_PROBLEM DESCRIPTION_.
Narrow the data below down to the lines containing "indexes".

[Records from a collection]
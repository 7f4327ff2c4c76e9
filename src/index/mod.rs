//! Secondary indexes and the load-phase bracket

mod load_phase;
mod secondary;

pub use load_phase::{LoadPhaseCoordinator, PhaseExit};
pub use secondary::{tokenize, SecondaryIndex, UnconfirmedHint};
//! Engine: the main entry point for authoring and reading the graph

use super::stamp::{ResolvedStamp, Stamp};
use super::version::{Chronicle, DescriptionVersion, EntityKind, ReadHorizon, Version, VersionData};
use crate::export::{ExportError, ExportSummary, GraphExporter};
use crate::identity::{Handle, HandleState, IdentityDelta, IdentityError, IdentityResolver, PublicId};
use crate::index::{LoadPhaseCoordinator, PhaseExit, SecondaryIndex, UnconfirmedHint};
use crate::schema::{
    check_fields, FieldData, FieldDefinitions, FieldSchemaRegistry, SchemaError,
};
use crate::session::AuthoringSession;
use crate::storage::{CommitBatch, MemoryStore, StorageError, VersionStore};
use dashmap::DashMap;
use serde::Serialize;
use std::collections::{BTreeMap, BTreeSet};
use std::sync::atomic::{AtomicU64, Ordering};
use std::sync::{Arc, Mutex, MutexGuard, PoisonError, RwLock, RwLockReadGuard, RwLockWriteGuard};
use thiserror::Error;
use tracing::{debug, info, warn};
use uuid::Uuid;

/// Errors that can occur in engine operations outside a session commit
#[derive(Debug, Error)]
pub enum EngineError {
    #[error("no load phase is active")]
    LoadPhaseNotActive,

    #[error("a load phase is active; close it before exporting")]
    LoadPhaseActive,

    #[error("unknown handle: {0}")]
    UnknownHandle(Handle),

    #[error("{handle} is a {found}, expected a {expected}")]
    WrongKind {
        handle: Handle,
        expected: EntityKind,
        found: EntityKind,
    },

    #[error(transparent)]
    Identity(#[from] IdentityError),

    #[error(transparent)]
    Schema(#[from] SchemaError),

    #[error("Storage error: {0}")]
    Storage(#[from] StorageError),

    #[error("Export error: {0}")]
    Export(#[from] ExportError),
}

/// Result type for engine operations
pub type EngineResult<T> = Result<T, EngineError>;

/// Whether commits check the `is-a` hierarchy for cycles
#[derive(Debug, Clone, Copy, Default, PartialEq, Eq)]
pub enum CyclePolicy {
    /// Cycles are left to downstream classification
    #[default]
    Allow,
    /// A commit whose `is-a` edges close a cycle fails with `CommitConflict`
    Reject,
}

/// When semantics are checked against patterns that have no definition yet
#[derive(Debug, Clone, Copy, Default, PartialEq, Eq)]
pub enum PatternPolicy {
    /// At commit: an undefined pattern fails with `UnknownPattern`
    #[default]
    Eager,
    /// At read: commit accepts the semantic and `Engine::read_semantic` validates it
    Deferred,
}

/// Engine configuration
#[derive(Debug, Clone, PartialEq, Eq)]
pub struct EngineConfig {
    pub cycle_policy: CyclePolicy,
    pub pattern_policy: PatternPolicy,
    /// Warn about child hints the child's own `is-a` axioms do not confirm
    pub verify_navigation_hints: bool,
}

impl Default for EngineConfig {
    fn default() -> Self {
        Self {
            cycle_policy: CyclePolicy::Allow,
            pattern_policy: PatternPolicy::Eager,
            verify_navigation_hints: true,
        }
    }
}

impl EngineConfig {
    pub fn with_cycle_policy(mut self, policy: CyclePolicy) -> Self {
        self.cycle_policy = policy;
        self
    }

    pub fn with_pattern_policy(mut self, policy: PatternPolicy) -> Self {
        self.pattern_policy = policy;
        self
    }

    pub fn with_navigation_checks(mut self, enabled: bool) -> Self {
        self.verify_navigation_hints = enabled;
        self
    }
}

/// Counts describing the current graph
#[derive(Debug, Clone, PartialEq, Eq, Serialize)]
pub struct EngineStats {
    pub handles: usize,
    pub pending: usize,
    pub defined: BTreeMap<EntityKind, usize>,
    pub versions: usize,
    pub patterns: usize,
    pub last_commit: u64,
    pub load_phase_depth: usize,
}

/// A semantic and the pattern version it was validated against
#[derive(Debug, Clone, PartialEq)]
pub struct SemanticRead {
    pub semantic: Version,
    pub pattern: Version,
}

impl SemanticRead {
    pub fn fields(&self) -> &[FieldData] {
        self.semantic
            .as_semantic()
            .map(|s| s.fields.as_slice())
            .unwrap_or_default()
    }
}

/// The authoring engine
///
/// Owns the handle table, the field schema registry, the version cache and
/// the secondary indexes, all restored from and persisted to one
/// [`VersionStore`]. Sessions commit one at a time under the commit lock;
/// reads wait on the publish gate so they see a commit entirely or not at all.
pub struct Engine {
    store: Arc<dyn VersionStore>,
    config: EngineConfig,
    pub(crate) resolver: IdentityResolver,
    pub(crate) schema: FieldSchemaRegistry,
    chronicles: DashMap<Handle, Vec<Version>>,
    index: RwLock<SecondaryIndex>,
    load_phase: LoadPhaseCoordinator,
    commit_lock: Mutex<()>,
    publish_gate: RwLock<()>,
    sequence: AtomicU64,
    sessions: AtomicU64,
}

impl Default for Engine {
    fn default() -> Self {
        Self::new()
    }
}
//! SemanticBuilder: pattern-typed data attached to a referenced component

use super::facet::SemanticFacet;
use crate::identity::PublicId;
use crate::schema::FieldValue;

#[derive(Debug, Clone, PartialEq)]
pub struct SemanticBuilder {
    reference: PublicId,
    pub(crate) pattern: Option<PublicId>,
    pub(crate) referenced_component: Option<PublicId>,
    pub(crate) fields: Vec<FieldValue>,
}

impl SemanticBuilder {
    pub fn new(reference: PublicId) -> Self {
        Self {
            reference,
            pattern: None,
            referenced_component: None,
            fields: Vec::new(),
        }
    }

    pub fn reference(&self) -> &PublicId {
        &self.reference
    }

    pub fn attach(&mut self, facet: SemanticFacet) -> &mut Self {
        match facet {
            SemanticFacet::Pattern { pattern } => self.pattern = Some(pattern),
            SemanticFacet::ReferencedComponent { component } => {
                self.referenced_component = Some(component)
            }
            SemanticFacet::Field { value } => self.fields.push(value),
            SemanticFacet::Fields { values } => self.fields.extend(values),
        }
        self
    }

    pub fn pattern(&mut self, pattern: PublicId) -> &mut Self {
        self.attach(SemanticFacet::Pattern { pattern })
    }

    pub fn referenced_component(&mut self, component: PublicId) -> &mut Self {
        self.attach(SemanticFacet::ReferencedComponent { component })
    }

    pub fn field(&mut self, value: impl Into<FieldValue>) -> &mut Self {
        self.attach(SemanticFacet::Field {
            value: value.into(),
        })
    }
}

#[cfg(test)]
mod tests {
    use super::*;

    #[test]
    fn test_fields_append_in_order() {
        let mut builder = SemanticBuilder::new(PublicId::random());
        builder
            .pattern(PublicId::from_name("P1"))
            .referenced_component(PublicId::from_name("X"))
            .field("hello")
            .field(2.75);
        assert_eq!(
            builder.fields,
            vec![FieldValue::String("hello".into()), FieldValue::Float(2.75)]
        );
    }
}
impl<'e> Staging<'e> {
    fn new(engine: &'e Engine) -> Self {
        Self {
            engine,
            scope: engine.resolver.scope(),
            overlay: engine.schema.overlay(),
            composed: HashMap::new(),
            drafts: Vec::new(),
            descriptions: Vec::new(),
            concepts: Vec::new(),
            semantics: Vec::new(),
        }
    }

    fn resolve(&mut self, reference: &PublicId, offender: &Offender) -> Result<Handle, CommitError> {
        self.scope
            .resolve(reference)
            .map_err(|e| CommitError::identity(offender.clone(), e))
    }

    fn resolve_all<'r>(
        &mut self,
        references: impl IntoIterator<Item = &'r PublicId>,
        offender: &Offender,
    ) -> Result<Vec<Handle>, CommitError> {
        references
            .into_iter()
            .map(|r| self.resolve(r, offender))
            .collect()
    }

    /// Resolve a composed entity's own reference and mark it as defined.
    fn claim(
        &mut self,
        reference: &PublicId,
        kind: EntityKind,
        at: &BuilderRef,
    ) -> Result<Handle, CommitError> {
        let handle = self.resolve(reference, &Offender::Builder(at.clone()))?;
        self.claim_handle(handle, kind, at)
    }

    fn claim_handle(&mut self, handle: Handle, kind: EntityKind, at: &BuilderRef) -> Result<Handle, CommitError> {
        let offender = Offender::Builder(at.clone());
        match self.composed.entry(handle) {
            Entry::Occupied(first) => {
                return Err(CommitError::DuplicateComposition {
                    offender,
                    handle,
                    first: *first.get(),
                })
            }
            Entry::Vacant(slot) => {
                slot.insert(at.index);
            }
        }
        self.scope
            .define(handle, kind)
            .map_err(|e| CommitError::identity(offender, e))?;
        Ok(handle)
    }

    fn stage_description(
        &mut self,
        at: &BuilderRef,
        owner: Handle,
        owner_reference: &PublicId,
        facet: &DescriptionFacet,
    ) -> Result<Handle, CommitError> {
        let offender = Offender::Builder(at.clone());
        let language = self.resolve(&facet.language, &offender)?;
        let case_significance = self.resolve(&facet.case_significance, &offender)?;
        let mut dialects = Vec::with_capacity(facet.dialects.len());
        for (dialect, acceptability) in &facet.dialects {
            dialects.push(DialectAcceptability {
                dialect: self.resolve(dialect, &offender)?,
                acceptability: *acceptability,
            });
        }
        let description = DescriptionVersion {
            concept: owner,
            description_type: facet.description_type,
            text: facet.text.clone(),
            language,
            case_significance,
            dialects,
        };

        // An unreferenced description the owner already carries keeps its entity
        let carried = match facet.reference {
            Some(_) => None,
            None => self.engine.carried_description(owner, &description),
        };
        let handle = match carried {
            Some(handle) => handle,
            None => self.resolve(&facet.reference_for(owner_reference), &offender)?,
        };
        let data = VersionData::Description(description);
        if self.composed.contains_key(&handle) {
            // The same description declared twice is one description
            let same = self.drafts.iter().any(|(h, d)| *h == handle && *d == data);
            if same {
                return Ok(handle);
            }
        }
        let handle = self.claim_handle(handle, EntityKind::Description, at)?;
        self.drafts.push((handle, data));
        self.descriptions.push(handle);
        Ok(handle)
    }

    fn stage_descriptions(
        &mut self,
        at: &BuilderRef,
        owner: Handle,
        owner_reference: &PublicId,
        facets: &[DescriptionFacet],
    ) -> Result<Vec<Handle>, CommitError> {
        let mut handles = Vec::with_capacity(facets.len());
        for facet in facets {
            let handle = self.stage_description(at, owner, owner_reference, facet)?;
            if !handles.contains(&handle) {
                handles.push(handle);
            }
        }
        Ok(handles)
    }

    fn stage_concept(
        &mut self,
        at: &BuilderRef,
        handle: Handle,
        builder: &ConceptBuilder,
    ) -> Result<(), CommitError> {
        let offender = Offender::Builder(at.clone());
        for uuid in &builder.aliases {
            self.scope
                .attach_alias(handle, *uuid)
                .map_err(|e| CommitError::identity(offender.clone(), e))?;
        }
        let parents: BTreeSet<Handle> = self.resolve_all(&builder.parents, &offender)?.into_iter().collect();
        let child_hints: BTreeSet<Handle> =
            self.resolve_all(&builder.child_hints, &offender)?.into_iter().collect();
        let mut identifiers = Vec::with_capacity(builder.identifiers.len());
        for (source, value) in &builder.identifiers {
            identifiers.push(Identifier {
                source: self.resolve(source, &offender)?,
                value: value.clone(),
            });
        }
        let descriptions = self.stage_descriptions(at, handle, builder.reference(), &builder.descriptions)?;

        self.concepts.push((at.clone(), handle, parents.clone()));
        self.drafts.push((
            handle,
            VersionData::Concept(ConceptVersion {
                descriptions,
                parents,
                child_hints,
                identifiers,
            }),
        ));
        Ok(())
    }

    fn stage_pattern(
        &mut self,
        at: &BuilderRef,
        handle: Handle,
        builder: &PatternBuilder,
        stamp: &ResolvedStamp,
    ) -> Result<(), CommitError> {
        let offender = Offender::Builder(at.clone());
        let meaning = builder.meaning.as_ref().ok_or_else(|| CommitError::IncompleteBuilder {
            offender: offender.clone(),
            missing: "meaning",
        })?;
        let purpose = builder.purpose.as_ref().ok_or_else(|| CommitError::IncompleteBuilder {
            offender: offender.clone(),
            missing: "purpose",
        })?;
        let meaning = self.resolve(meaning, &offender)?;
        let purpose = self.resolve(purpose, &offender)?;

        let mut fields = Vec::with_capacity(builder.fields.len());
        for field in &builder.fields {
            let type_concept = match &field.type_concept {
                Some(concept) => Some(self.resolve(concept, &offender)?),
                None => None,
            };
            fields.push(ResolvedFieldDefinition {
                name: field.name.clone(),
                meaning: self.resolve(&field.meaning, &offender)?,
                purpose: self.resolve(&field.purpose, &offender)?,
                field_type: field.field_type,
                type_concept,
            });
        }
        let descriptions = self.stage_descriptions(at, handle, builder.reference(), &builder.descriptions)?;

        // Semantics of this commit validate against the definition readers will see next
        if self.engine.pattern_superseded_by(handle, stamp) {
            self.overlay.register_pattern(handle, Arc::from(fields.clone()));
        }
        self.drafts.push((
            handle,
            VersionData::Pattern(PatternVersion {
                meaning,
                purpose,
                fields,
                descriptions,
            }),
        ));
        Ok(())
    }

    fn stage_semantic(
        &mut self,
        at: &BuilderRef,
        handle: Handle,
        builder: &SemanticBuilder,
    ) -> Result<(), CommitError> {
        let offender = Offender::Builder(at.clone());
        let pattern = builder.pattern.as_ref().ok_or_else(|| CommitError::IncompleteBuilder {
            offender: offender.clone(),
            missing: "pattern",
        })?;
        let component = builder
            .referenced_component
            .as_ref()
            .ok_or_else(|| CommitError::IncompleteBuilder {
                offender: offender.clone(),
                missing: "referenced component",
            })?;
        let pattern = self.resolve(pattern, &offender)?;
        let referenced_component = self.resolve(component, &offender)?;

        let mut fields = Vec::with_capacity(builder.fields.len());
        for (slot, value) in builder.fields.iter().enumerate() {
            fields.push(self.resolve_value(value, slot, &offender)?);
        }

        self.semantics.push(StagedSemantic {
            at: at.clone(),
            pattern,
            found: fields.iter().map(FieldData::field_type).collect(),
        });
        self.drafts.push((
            handle,
            VersionData::Semantic(SemanticVersion {
                pattern,
                referenced_component,
                fields,
            }),
        ));
        Ok(())
    }

    fn resolve_value(
        &mut self,
        value: &FieldValue,
        slot: usize,
        offender: &Offender,
    ) -> Result<FieldData, CommitError> {
        Ok(match value {
            FieldValue::String(s) => FieldData::String(s.clone()),
            FieldValue::Integer(v) => FieldData::Integer(*v),
            // JSON has no NaN or infinity; such a row could never be read back
            FieldValue::Float(v) if !v.is_finite() => {
                return Err(CommitError::InvalidFieldValue {
                    offender: offender.clone(),
                    slot,
                    reason: "float is not finite",
                })
            }
            FieldValue::Float(v) => FieldData::Float(*v),
            FieldValue::Boolean(v) => FieldData::Boolean(*v),
            FieldValue::Instant(t) => FieldData::Instant(*t),
            FieldValue::Component(r) => FieldData::Component(self.resolve(r, offender)?),
            FieldValue::ComponentList(rs) => FieldData::ComponentList(self.resolve_all(rs, offender)?),
            FieldValue::ComponentSet(rs) => {
                let mut handles = self.resolve_all(rs, offender)?;
                handles.sort_unstable();
                handles.dedup();
                FieldData::ComponentSet(handles)
            }
        })
    }

    /// Check every staged semantic against the pattern visible to this commit.
    fn validate_semantics(&self, policy: PatternPolicy) -> Result<(), CommitError> {
        for semantic in &self.semantics {
            match self.overlay.validate(semantic.pattern, &semantic.found) {
                Ok(()) => {}
                Err(SchemaError::UnknownPattern(pattern)) if policy == PatternPolicy::Deferred => {
                    debug!(builder = %semantic.at, %pattern, "pattern not yet defined, validation deferred to read");
                }
                Err(e) => return Err(CommitError::schema(Offender::Builder(semantic.at.clone()), e)),
            }
        }
        Ok(())
    }

    /// Reject staged `is-a` edges that close a cycle with the committed hierarchy.
    fn check_cycles(&self, engine: &Engine) -> Result<(), CommitError> {
        let staged: HashMap<Handle, &BTreeSet<Handle>> =
            self.concepts.iter().map(|(_, h, parents)| (*h, parents)).collect();
        let parents_of = |handle: Handle| -> Vec<Handle> {
            match staged.get(&handle) {
                Some(parents) => parents.iter().copied().collect(),
                None => engine
                    .committed_parents(handle)
                    .map(|p| p.into_iter().collect())
                    .unwrap_or_default(),
            }
        };

        for (at, start, _) in &self.concepts {
            if let Some(path) = cycle_through(*start, &parents_of) {
                let chain: Vec<String> = path.iter().map(Handle::to_string).collect();
                return Err(CommitError::CommitConflict {
                    offender: Offender::Builder(at.clone()),
                    reason: format!("is-a cycle {}", chain.join(" -> ")),
                });
            }
        }
        Ok(())
    }
}
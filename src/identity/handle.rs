//! Dense internal handles and their pending/defined state

use crate::graph::EntityKind;
use serde::{Deserialize, Serialize};
use uuid::Uuid;

/// Dense integer identity assigned on first mention of a reference.
///
/// Handles start at 1 and are never reused or destroyed.
#[derive(Debug, Clone, Copy, PartialEq, Eq, Hash, PartialOrd, Ord, Serialize, Deserialize)]
#[serde(transparent)]
pub struct Handle(u32);

impl Handle {
    pub const FIRST: Handle = Handle(1);

    pub fn new(value: u32) -> Self {
        Self(value)
    }

    pub fn value(self) -> u32 {
        self.0
    }

    /// Position in a dense table indexed from zero
    pub(crate) fn slot(self) -> usize {
        (self.0 as usize).saturating_sub(1)
    }

    pub(crate) fn from_slot(slot: usize) -> Self {
        Self(slot as u32 + 1)
    }
}

impl std::fmt::Display for Handle {
    fn fmt(&self, f: &mut std::fmt::Formatter<'_>) -> std::fmt::Result {
        write!(f, "#{}", self.0)
    }
}

/// Whether a handle has a committed version yet
#[derive(Debug, Clone, Copy, PartialEq, Eq, Serialize, Deserialize)]
#[serde(tag = "state", content = "kind", rename_all = "lowercase")]
pub enum HandleState {
    /// Mentioned (as a parent, field value, stamp coordinate...) but not declared
    Pending,
    /// At least one version of the given kind has been committed
    Defined(EntityKind),
}

impl HandleState {
    pub fn is_defined(&self) -> bool {
        matches!(self, Self::Defined(_))
    }

    pub fn kind(&self) -> Option<EntityKind> {
        match self {
            Self::Pending => None,
            Self::Defined(kind) => Some(*kind),
        }
    }
}

/// A handle together with every UUID that resolves to it.
///
/// This is the persisted form of one row of the handle table.
#[derive(Debug, Clone, PartialEq, Serialize, Deserialize)]
pub struct IdentityRecord {
    pub handle: Handle,
    pub uuids: Vec<Uuid>,
    pub state: HandleState,
}

/// Changes a commit makes to the handle table.
///
/// Built up by a resolution scope and applied in one step once the
/// commit's versions are durable.
#[derive(Debug, Clone, Default, PartialEq, Serialize, Deserialize)]
pub struct IdentityDelta {
    /// Handles allocated by this commit, in allocation order
    pub allocated: Vec<IdentityRecord>,
    /// New UUID aliases for handles that existed before this commit
    pub aliases: Vec<(Handle, Uuid)>,
    /// Handles that received their first version in this commit
    pub defined: Vec<(Handle, EntityKind)>,
}

impl IdentityDelta {
    pub fn is_empty(&self) -> bool {
        self.allocated.is_empty() && self.aliases.is_empty() && self.defined.is_empty()
    }
}
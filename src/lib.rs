//! Chronicle: Authoring Sessions for Versioned Terminology Graphs
//!
//! An engine for authoring concepts, descriptions, patterns and semantics as
//! immutable, stamped versions. Entities refer to each other through public
//! references (one or more UUIDs) that are resolved to dense internal handles,
//! so an entity may be mentioned before it is declared.
//!
//! # Core Concepts
//!
//! - **Handles**: Dense integer identities allocated on first mention, pending until defined
//! - **Builders**: Accumulate facets (descriptions, `is-a` axioms, fields...) for one entity
//! - **Sessions**: Commit many builders under one stamp, all or nothing
//! - **Load phases**: Defer secondary index maintenance across bulk imports
//!
//! # Example
//!
//! ```
//! use chrono::Utc;
//! use chronicle::{Engine, PublicId, Stamp, Status};
//!
//! let engine = Engine::new();
//! let stamp = Stamp::new(
//!     Status::Active,
//!     Utc::now(),
//!     PublicId::from_name("author"),
//!     PublicId::from_name("module"),
//!     PublicId::from_name("path"),
//! );
//!
//! let mut session = engine.open_session(stamp);
//! session
//!     .compose_concept(PublicId::from_name("Heart structure"))
//!     .is_a(PublicId::from_name("Body structure"));
//! let receipt = session.commit().unwrap();
//! assert_eq!(receipt.versions, 1);
//! ```

pub mod batch;
pub mod builder;
pub mod export;
mod graph;
pub mod identity;
pub mod index;
pub mod schema;
pub mod session;
pub mod storage;

pub use batch::{BatchDocument, BatchError, BatchReport, Declaration};
pub use builder::{
    Builder, ConceptBuilder, ConceptFacet, DescriptionFacet, Facet, PatternBuilder, PatternFacet,
    SemanticBuilder, SemanticFacet,
};
pub use export::{ExportSummary, GraphExporter, JsonLinesExporter};
pub use graph::{
    Acceptability, Chronicle, ConceptVersion, CyclePolicy, DescriptionType, DescriptionVersion,
    DialectAcceptability, Engine, EngineConfig, EngineError, EngineResult, EngineStats, EntityKind,
    Identifier, PatternPolicy, PatternVersion, ReadHorizon, ResolvedStamp, SemanticRead, SemanticVersion,
    Stamp, Status, Version, VersionData,
};
pub use identity::{Handle, HandleState, PublicId};
pub use schema::{FieldData, FieldDefinition, FieldType, FieldValue};
pub use session::{AuthoringSession, CommitError, CommitReceipt, SessionState};
pub use storage::{MemoryStore, OpenStore, SqliteStore, StorageError, StorageResult, VersionStore};

/// Library version
pub const VERSION: &str = env!("CARGO_PKG_VERSION");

_OUTPUT FOR THIS TASK_.
//! Secondary indexes and the load-phase bracket
/// the secondary indexes, all restored from and persisted to one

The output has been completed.